Pack Rat near stainless steel food tray
Image By: JayPierstorff, Shutterstock
  • Average size: 6–8 inches sans tail

Also called a wood rat, a pack rat has large black eyes, big ears, and a long hairy tail. It usually weighs a little under 1 pound but can grow as large as 18.5 inches, with an average size of 15 inches. As their name suggests, these rats are nest builders that like to collect and store away items that they feel are valuable, which can be anything from a shiny piece of metal to colorful stones. They don’t seek out houses but will be happy to move into the walls or attic if the opportunity arises. Once they move in, they tend to use the same nest year after year. They line their nests with fecal matter and urine so they smell bad and can spread disease. They also tend to chew on wires and cause other damage, but they are relatively easy to remove by trapping them using shiny objects, like a Hershey’s Kiss, as bait.

  • Easy to trap
  • Doesn’t eat human food
  • Can damage the home
  • Bad smell
  • Messy
  • Spread disease

2. Brown Rat

brown rat eating sunflower seeds
Image By: Gerhard, Pixabay
  • Average size: 8–10 inches sans tail

The brown rat is also called the Norway rat, common rat, sewer rat, and several other names. It is quite common in the United States, even in Arizona, and it’s the same species that causes problems for people in New York City.
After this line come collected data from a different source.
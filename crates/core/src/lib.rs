//! Shoplink Core - Shared types library.
//!
//! This crate provides common types used across all Shoplink components:
//! - `shoplink` - Reconciliation pipeline, store, and reporting library
//! - `cli` - Command-line driver for sync, backfill, and reports
//!
//! # Architecture
//!
//! The core crate contains only types and pure functions - no I/O, no
//! database access, no HTTP clients. This keeps it lightweight and allows it
//! to be used anywhere.
//!
//! # Modules
//!
//! - [`types`] - Newtype wrappers for order ids, display numbers, and the
//!   supplier order reference (including the note extractor)

#![cfg_attr(not(test), forbid(unsafe_code))]

pub mod types;

pub use types::*;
It has a body that can grow to 11 inches long, with a long tail that can add another 4–10 inches, making it larger than the wood rat. These rats enjoy human food and will enter cupboards, garbage cans, and more in search of it. Brown rats can burrow extensively to hunt for food and will create nests in many places. They tend to live in large communities and can multiply quickly, so you will need to take action if you notice them on your property. They can be hard to eliminate because they are afraid of new things and won’t easily fall for a trap, requiring most people to call a professional exterminator for help.

  • None
  • Eats human food
  • Hard to remove
  • Multiplies quickly

3. Roof Rat

roof rat peeking
Image By: Joshua J. Cotten, Unsplash
  • Average size: 8–10 inches, no tail

The roof rat is a newer variety to Arizona, only arriving in the early 2000s. It’s smaller than the other varieties on this list, and you might hear people call it a black rat or a ship rat. These rats have a particular fondness for creating nests in the upper parts of buildings, especially in the attic and roof. They can damage your home by chewing through wood and other materials and will also look for food, contaminating it. This rat’s body will usually grow to 6 to 8 inches, but it’s thinner than a pack rat, with a hairless tail that grows to 6–8 inches. These rats live in small colonies of about 10 and can produce up to 40 offspring per year.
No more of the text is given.